Resigned Carlton coach Michael Voss sensed “the inevitable was starting to become clearer” after a meeting with club executives.

Voss met with his manager last week in Brisbane and made the decision to resign before coaching the club for one last time.

The former champion player left an earlier dinner with Graham Wright (CEO) and Rob Priestley (president) feeling he needed to “elevate” discussions about his future.

“I think your read in these situations is often what they don’t say, not what they do say,” Voss told AFL.com.au in part.

“I read enough into what they didn’t say, it was on shaky ground and the inevitable was starting to become clearer.

“But the fighter in you and competitor in you wants to take it as far as you can.
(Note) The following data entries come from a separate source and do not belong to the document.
//! # Thirdeye Receiver
//!
//! Receives a live H.264 Annex-B stream over UDP, reassembles NAL units and
//! drives a decoder, logging pipeline statistics as it goes.
//!
//! ## Usage
//!
//! ```bash
//! # Monitor mode (count frames, placeholder output)
//! thirdeye-receiver --port 5000
//!
//! # Pin the socket to the camera's Wi-Fi link
//! thirdeye-receiver --port 5000 --iface wlan0
//!
//! # Hardware decode via GStreamer (build with --features gstreamer)
//! thirdeye-receiver --decoder gstreamer --port 5000
//!
//! # Status server and a snapshot on exit
//! thirdeye-receiver --metrics-port 9090 --snapshot last.jpg
//! ```

use std::net::SocketAddr;
use std::path::PathBuf;
use std::sync::atomic::{AtomicBool, Ordering};
use std::sync::Arc;
use std::time::Duration;

use clap::Parser;
use thirdeye_stream::config::ThirdeyeConfig;
use thirdeye_stream::decoder::{factory_for, DecoderBackend};
use thirdeye_stream::metrics::MetricsServer;
use thirdeye_stream::net::NetworkBinding;
use thirdeye_stream::StreamSession;

fn main() -> anyhow::Result<()> {
    // ── Logging ─────────────────────────────────────────────────
    tracing_subscriber::fmt()
        .with_env_filter(
            tracing_subscriber::EnvFilter::try_from_default_env()
                .unwrap_or_else(|_| tracing_subscriber::EnvFilter::new("info")),
        )
        .with_target(true)
        .compact()
        .init();

    // ── Configuration ───────────────────────────────────────────
    let args = Cli::parse();
    let mut config = match &args.config {
        Some(path) => ThirdeyeConfig::from_file(path).map_err(anyhow::Error::msg)?,
        None => ThirdeyeConfig::default(),
    };
    if let Some(port) = args.port {
        config.port = port;
    }
    if let Some(iface) = args.iface.as_ref().filter(|s| !s.is_empty()) {
        config.session.binding = Some(NetworkBinding::Interface(iface.clone()));
    }
    if let Some(backend) = &args.decoder {
        config.backend = backend.clone();
    }
    if let Some(port) = args.metrics_port {
        config.metrics_bind = Some(SocketAddr::from(([0, 0, 0, 0], port)));
    }

    tracing::info!(
        port = config.port,
        binding = ?config.session.binding,
        decoder = config.backend.as_str(),
        metrics = ?config.metrics_bind,
        "thirdeye-receiver starting"
    );

    // ── Session ─────────────────────────────────────────────────
    let factory = factory_for(&config.backend, &config.gst_element)?;
    let session = Arc::new(StreamSession::with_decoder(config.session.clone(), factory));
    let addr = session.try_start(config.port)?;
    tracing::info!(%addr, "listening for H.264 stream");

    // ── Status server (optional) ────────────────────────────────
    let mut metrics = match config.metrics_bind {
        Some(bind) => {
            let server = MetricsServer::start(bind, session.clone())?;
            tracing::info!(addr = %server.addr(), "status server started");
            Some(server)
        }
        None => None,
    };

    // ── Graceful shutdown ───────────────────────────────────────
    let running = Arc::new(AtomicBool::new(true));
    {
        let running = running.clone();
        ctrlc::set_handler(move || {
            tracing::info!("shutting down...");
            running.store(false, Ordering::Relaxed);
        })?;
    }

    // ── Main loop: periodic stats ───────────────────────────────
    let stats_interval = Duration::from_secs(5);
    let mut last_stats_log = std::time::Instant::now();
    while running.load(Ordering::Relaxed) {
        std::thread::sleep(Duration::from_millis(100));
        if last_stats_log.elapsed() >= stats_interval {
            let stats = session.get_stats();
            tracing::info!(
                packets = stats.packets_received,
                bytes = stats.bytes_received,
                nal_units = stats.nal_units_found,
                decoded = stats.frames_decoded,
                dropped = stats.frames_dropped,
                drop_rate = stats.drop_rate(),
                fps = stats.decode_fps,
                clients = stats.clients,
                decoder = %stats.decoder_state,
                "stream stats"
            );
            last_stats_log = std::time::Instant::now();
        }
    }

    // ── Cleanup ─────────────────────────────────────────────────
    if let Some(path) = &args.snapshot {
        match session.capture_current_frame() {
            Some(jpeg) => match std::fs::write(path, &jpeg) {
                Ok(()) => tracing::info!(path = %path.display(), bytes = jpeg.len(), "snapshot written"),
                Err(e) => tracing::error!(path = %path.display(), error = %e, "snapshot write failed"),
            },
            None => tracing::warn!("no frame available for snapshot"),
        }
    }
    if let Some(server) = metrics.as_mut() {
        server.stop();
    }
    session.stop();
    let stats = session.get_stats();
    tracing::info!(
        packets = stats.packets_received,
        decoded = stats.frames_decoded,
        "thirdeye-receiver stopped"
    );

    Ok(())
}

// ─── CLI ────────────────────────────────────────────────────────────────────

/// Live H.264-over-UDP receiver and decoder.
#[derive(Parser, Debug)]
#[command(name = "thirdeye-receiver", version, about)]
struct Cli {
    /// TOML configuration file.
    #[arg(long, short)]
    config: Option<PathBuf>,

    /// UDP port to listen on (default: 5000).
    #[arg(long, short, env = "THIRDEYE_PORT")]
    port: Option<u16>,

    /// Bind the socket to a network interface.
    #[arg(long, short, env = "THIRDEYE_IFACE")]
    iface: Option<String>,

    /// Decoder backend: null | gstreamer.
    #[arg(long, short)]
    decoder: Option<DecoderBackend>,

    /// Serve /metrics, /stats, /health, /frame.jpg and /stream on this port.
    #[arg(long, short, env = "METRICS_PORT")]
    metrics_port: Option<u16>,

    /// Write the last frame as JPEG on shutdown.
    #[arg(long, short)]
    snapshot: Option<PathBuf>,
}

#[cfg(test)]
mod tests {
    use super::*;
    use clap::CommandFactory;

    #[test]
    fn cli_definition_is_valid() {
        Cli::command().debug_assert();
    }

    #[test]
    fn parses_short_and_long_flags() {
        let cli = Cli::try_parse_from([
            "thirdeye-receiver",
            "-p",
            "6000",
            "--iface",
            "wlan0",
            "-d",
            "gst",
            "--metrics-port",
            "9090",
        ])
        .unwrap();
        assert_eq!(cli.port, Some(6000));
        assert_eq!(cli.iface.as_deref(), Some("wlan0"));
        assert_eq!(cli.decoder, Some(DecoderBackend::Gstreamer));
        assert_eq!(cli.metrics_port, Some(9090));
    }

    #[test]
    fn invalid_values_are_errors() {
        assert!(Cli::try_parse_from(["thirdeye-receiver", "--port", "abc"]).is_err());
        assert!(Cli::try_parse_from(["thirdeye-receiver", "--decoder", "ffmpeg"]).is_err());
        assert!(Cli::try_parse_from(["thirdeye-receiver", "--bogus"]).is_err());
    }
}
“I think during the week last week was the first time I sort of sat with a result the week before and thought about where the group was it, where the club currently was and where they needed to go.

“Thinking about that more deeply, reflecting on that I felt like it was time to elevate those conversations.”
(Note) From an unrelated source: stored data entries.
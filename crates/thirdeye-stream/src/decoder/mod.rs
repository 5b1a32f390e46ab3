//! # Decoder Backends
//!
//! [`VideoDecoder`] is the seam between the pipeline and whatever actually
//! turns NAL units into pictures. Its shape follows hardware codec APIs:
//! configure once with SPS/PPS, queue input with a timestamp, drain output
//! buffers and release each one, optionally rendering it.
//!
//! The [`bridge::DecoderBridge`] owns a backend and drives it from a
//! dedicated decode thread.

pub mod bridge;
#[cfg(feature = "gstreamer")]
pub mod gstreamer;
pub mod null;

use crate::media::params::DecoderConfig;
use crate::surface::{OutputSurface, VideoFormat};
use std::sync::Arc;
use std::time::Duration;

/// Errors surfaced by a decoder backend.
#[derive(Debug, thiserror::Error)]
pub enum DecoderError {
    #[error("decoder configuration failed: {0}")]
    Configure(String),
    #[error("decoder input failed: {0}")]
    Input(String),
    #[error("decoder output failed: {0}")]
    Output(String),
    #[error("decoder is not open")]
    NotOpen,
    #[error("decoder has been released")]
    Released,
    #[error("decoder backend unavailable: {0}")]
    Unavailable(String),
}

/// Handle to a decoded buffer waiting to be released.
#[derive(Debug, Clone, Copy, PartialEq, Eq)]
pub struct OutputBuffer {
    /// Backend-specific buffer slot.
    pub index: usize,
    pub pts_us: u64,
}

/// One item drained from the decoder.
#[derive(Debug, Clone, PartialEq, Eq)]
pub enum DecoderOutput {
    Frame(OutputBuffer),
    FormatChanged(VideoFormat),
}

/// A video decoder instance.
///
/// All methods are called from a single thread at a time.
pub trait VideoDecoder: Send {
    /// Short backend name for logs.
    fn name(&self) -> &'static str;

    /// Configure with SPS/PPS and start. Frames released with `render`
    /// go to `surface`.
    fn open(
        &mut self,
        config: &DecoderConfig,
        surface: Arc<dyn OutputSurface>,
    ) -> Result<(), DecoderError>;

    /// Submit one NAL unit (no start code). Returns `Ok(false)` when no
    /// input buffer became available within `timeout`.
    fn queue_input(
        &mut self,
        nal: &[u8],
        pts_us: u64,
        timeout: Duration,
    ) -> Result<bool, DecoderError>;

    /// Fetch the next ready output, waiting at most `timeout`.
    fn dequeue_output(&mut self, timeout: Duration) -> Result<Option<DecoderOutput>, DecoderError>;

    /// Hand a dequeued buffer back, presenting it to the surface when
    /// `render` is set.
    fn release_output(&mut self, buffer: OutputBuffer, render: bool) -> Result<(), DecoderError>;

    /// Stop and free the decoder. Safe to call more than once.
    fn release(&mut self);
}

/// Builds a fresh decoder for each session start.
pub type DecoderFactory = Arc<dyn Fn() -> Box<dyn VideoDecoder> + Send + Sync>;

/// Which backend a session should use.
#[derive(Debug, Clone, PartialEq, Eq)]
pub enum DecoderBackend {
    /// Monitor mode: counts frames and renders a placeholder.
    Null,
    /// GStreamer pipeline around the named decoder element.
    Gstreamer,
}

impl DecoderBackend {
    pub fn as_str(&self) -> &'static str {
        match self {
            DecoderBackend::Null => "null",
            DecoderBackend::Gstreamer => "gstreamer",
        }
    }
}

impl std::str::FromStr for DecoderBackend {
    type Err = anyhow::Error;

    fn from_str(s: &str) -> Result<Self, Self::Err> {
        match s.to_ascii_lowercase().as_str() {
            "null" | "none" => Ok(DecoderBackend::Null),
            "gstreamer" | "gst" => Ok(DecoderBackend::Gstreamer),
            other => anyhow::bail!("unknown decoder backend: {other}"),
        }
    }
}

/// Resolve a backend into a factory. `element` names the GStreamer decoder.
pub fn factory_for(backend: &DecoderBackend, element: &str) -> anyhow::Result<DecoderFactory> {
    match backend {
        DecoderBackend::Null => Ok(Arc::new(|| {
            Box::new(null::NullDecoder::new()) as Box<dyn VideoDecoder>
        })),
        #[cfg(feature = "gstreamer")]
        DecoderBackend::Gstreamer => {
            gstreamer::init()?;
            let element = element.to_string();
            Ok(Arc::new(move || {
                Box::new(gstreamer::GstDecoder::new(&element)) as Box<dyn VideoDecoder>
            }))
        }
        #[cfg(not(feature = "gstreamer"))]
        DecoderBackend::Gstreamer => {
            let _ = element;
            anyhow::bail!("built without the `gstreamer` feature")
        }
    }
}

#[cfg(test)]
mod tests {
    use super::*;

    #[test]
    fn backend_from_str() {
        assert_eq!("null".parse::<DecoderBackend>().unwrap(), DecoderBackend::Null);
        assert_eq!("GST".parse::<DecoderBackend>().unwrap(), DecoderBackend::Gstreamer);
        assert!("ffmpeg".parse::<DecoderBackend>().is_err());
    }

    #[test]
    fn null_factory_builds_fresh_decoders() {
        let factory = factory_for(&DecoderBackend::Null, "unused").unwrap();
        assert_eq!(factory().name(), "null");
        assert_eq!(factory().name(), "null");
    }

    #[cfg(not(feature = "gstreamer"))]
    #[test]
    fn gstreamer_requires_feature() {
        assert!(factory_for(&DecoderBackend::Gstreamer, "avdec_h264").is_err());
    }
}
Voss said he wanted to have made the decision before coaching against Brisbane to avoid the risk of acting on emotion.

“I’d just been feeling, particularly the last week, that it was time,” he said.

“Why that conversation was important was because I didn’t want the result, whether we got the result done or we didn’t get the result done, to be the emotional or acute response to change my mind.
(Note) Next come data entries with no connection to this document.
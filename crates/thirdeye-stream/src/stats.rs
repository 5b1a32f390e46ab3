//! # Pipeline Statistics
//!
//! Lock-free counters shared by the receive and decode threads, plus the
//! serializable snapshot handed to callers and the status server.

use serde::Serialize;
use std::sync::atomic::{AtomicU64, Ordering};
use std::sync::Arc;
use std::time::Duration;

/// Live counters. Monotonic; never reset across session restarts.
#[derive(Debug, Default)]
pub struct PipelineStats {
    packets_received: AtomicU64,
    bytes_received: AtomicU64,
    nal_units_found: AtomicU64,
    frames_decoded: AtomicU64,
    frames_dropped: AtomicU64,
    /// Gauge, not a counter: live MJPEG viewers.
    clients: AtomicU64,
}

/// Counts one connected viewer until dropped.
#[derive(Debug)]
pub struct ClientGuard {
    stats: Arc<PipelineStats>,
}

impl Drop for ClientGuard {
    fn drop(&mut self) {
        self.stats.clients.fetch_sub(1, Ordering::Relaxed);
    }
}

impl PipelineStats {
    pub fn new() -> Self {
        Self::default()
    }

    pub fn record_packet(&self, bytes: usize) {
        self.packets_received.fetch_add(1, Ordering::Relaxed);
        self.bytes_received
            .fetch_add(bytes as u64, Ordering::Relaxed);
    }

    pub fn record_nal(&self) {
        self.nal_units_found.fetch_add(1, Ordering::Relaxed);
    }

    pub fn record_decoded(&self) {
        self.frames_decoded.fetch_add(1, Ordering::Relaxed);
    }

    pub fn record_dropped(&self, n: u64) {
        if n > 0 {
            self.frames_dropped.fetch_add(n, Ordering::Relaxed);
        }
    }

    pub fn packets_received(&self) -> u64 {
        self.packets_received.load(Ordering::Relaxed)
    }

    pub fn bytes_received(&self) -> u64 {
        self.bytes_received.load(Ordering::Relaxed)
    }

    pub fn nal_units_found(&self) -> u64 {
        self.nal_units_found.load(Ordering::Relaxed)
    }

    pub fn frames_decoded(&self) -> u64 {
        self.frames_decoded.load(Ordering::Relaxed)
    }

    pub fn frames_dropped(&self) -> u64 {
        self.frames_dropped.load(Ordering::Relaxed)
    }

    pub fn clients(&self) -> u64 {
        self.clients.load(Ordering::Relaxed)
    }

    /// Register a viewer; the count drops again with the guard.
    pub fn client_connected(self: &Arc<Self>) -> ClientGuard {
        self.clients.fetch_add(1, Ordering::Relaxed);
        ClientGuard {
            stats: self.clone(),
        }
    }

    /// Capture the counters together with session-level state.
    pub fn snapshot(&self, is_streaming: bool, decoder_state: &str, uptime: Duration) -> StreamStats {
        let frames_decoded = self.frames_decoded();
        let uptime_secs = uptime.as_secs_f64();
        let decode_fps = if uptime_secs > 0.0 {
            frames_decoded as f64 / uptime_secs
        } else {
            0.0
        };
        StreamStats {
            packets_received: self.packets_received(),
            bytes_received: self.bytes_received(),
            nal_units_found: self.nal_units_found(),
            frames_decoded,
            frames_dropped: self.frames_dropped(),
            is_streaming,
            decoder_state: decoder_state.to_string(),
            uptime_secs,
            decode_fps,
            clients: self.clients(),
        }
    }
}

/// Point-in-time view of a session.
#[derive(Debug, Clone, Default, PartialEq, Serialize)]
pub struct StreamStats {
    /// UDP datagrams received.
    pub packets_received: u64,
    /// UDP payload bytes received.
    pub bytes_received: u64,
    /// NAL units emitted by the reassembler (keyframe markers excluded).
    pub nal_units_found: u64,
    /// Frames released to the output surface.
    pub frames_decoded: u64,
    /// NAL units evicted from the decode queue.
    pub frames_dropped: u64,
    pub is_streaming: bool,
    /// Decoder bridge state name.
    pub decoder_state: String,
    /// Seconds since the current (or last) start.
    pub uptime_secs: f64,
    /// Frames decoded per second of uptime.
    pub decode_fps: f64,
    /// Viewers connected to the MJPEG stream.
    pub clients: u64,
}

impl StreamStats {
    /// Fraction of received NAL units that were dropped before decode.
    pub fn drop_rate(&self) -> f64 {
        if self.nal_units_found == 0 {
            0.0
        } else {
            self.frames_dropped as f64 / self.nal_units_found as f64
        }
    }
}

#[cfg(test)]
mod tests {
    use super::*;

    #[test]
    fn counters_accumulate() {
        let stats = PipelineStats::new();
        stats.record_packet(100);
        stats.record_packet(50);
        stats.record_nal();
        stats.record_decoded();
        stats.record_dropped(0);
        stats.record_dropped(3);
        assert_eq!(stats.packets_received(), 2);
        assert_eq!(stats.bytes_received(), 150);
        assert_eq!(stats.nal_units_found(), 1);
        assert_eq!(stats.frames_decoded(), 1);
        assert_eq!(stats.frames_dropped(), 3);
    }

    #[test]
    fn snapshot_computes_fps() {
        let stats = PipelineStats::new();
        for _ in 0..30 {
            stats.record_decoded();
        }
        let snap = stats.snapshot(true, "running", Duration::from_secs(2));
        assert!(snap.is_streaming);
        assert_eq!(snap.decoder_state, "running");
        assert!((snap.decode_fps - 15.0).abs() < f64::EPSILON);
    }

    #[test]
    fn zero_uptime_has_zero_fps() {
        let snap = PipelineStats::new().snapshot(false, "unconfigured", Duration::ZERO);
        assert_eq!(snap.decode_fps, 0.0);
        assert_eq!(snap.drop_rate(), 0.0);
    }

    #[test]
    fn client_guard_tracks_viewers() {
        let stats = Arc::new(PipelineStats::new());
        let a = stats.client_connected();
        let b = stats.client_connected();
        assert_eq!(stats.snapshot(true, "running", Duration::ZERO).clients, 2);
        drop(a);
        assert_eq!(stats.clients(), 1);
        drop(b);
        assert_eq!(stats.clients(), 0);
    }

    #[test]
    fn serializes_to_json() {
        let stats = PipelineStats::new();
        stats.record_packet(10);
        let json = serde_json::to_value(stats.snapshot(true, "running", Duration::from_secs(1)))
            .unwrap();
        assert_eq!(json["packets_received"], 1);
        assert_eq!(json["bytes_received"], 10);
        assert_eq!(json["is_streaming"], true);
        assert_eq!(json["decoder_state"], "running");
        assert_eq!(json["clients"], 0);
    }
}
“Maybe if you won under those circumstances, and it’s all hypothetical right, you sort of think, ‘I’ve been swept up in that emotion and maybe I hang a little bit longer’.

“But I didn’t want the game to do that, if I was feeling that, which was the first time I felt that, I was getting to a point where a decision had to be made.

“I talked to Chris Davies soon afterwards and the wheels got put in motion.”

Voss spoke to AFL.com.au instead of facing the media alongside Wright, Priestley and Dawes on Tuesday.

He being “at peace” with the decision hadn’t made telling the playing group any easier.

“I had a few days to think about it and then you get the final pieces of the puzzle but there’s one thing knowing it and another saying it,” he said.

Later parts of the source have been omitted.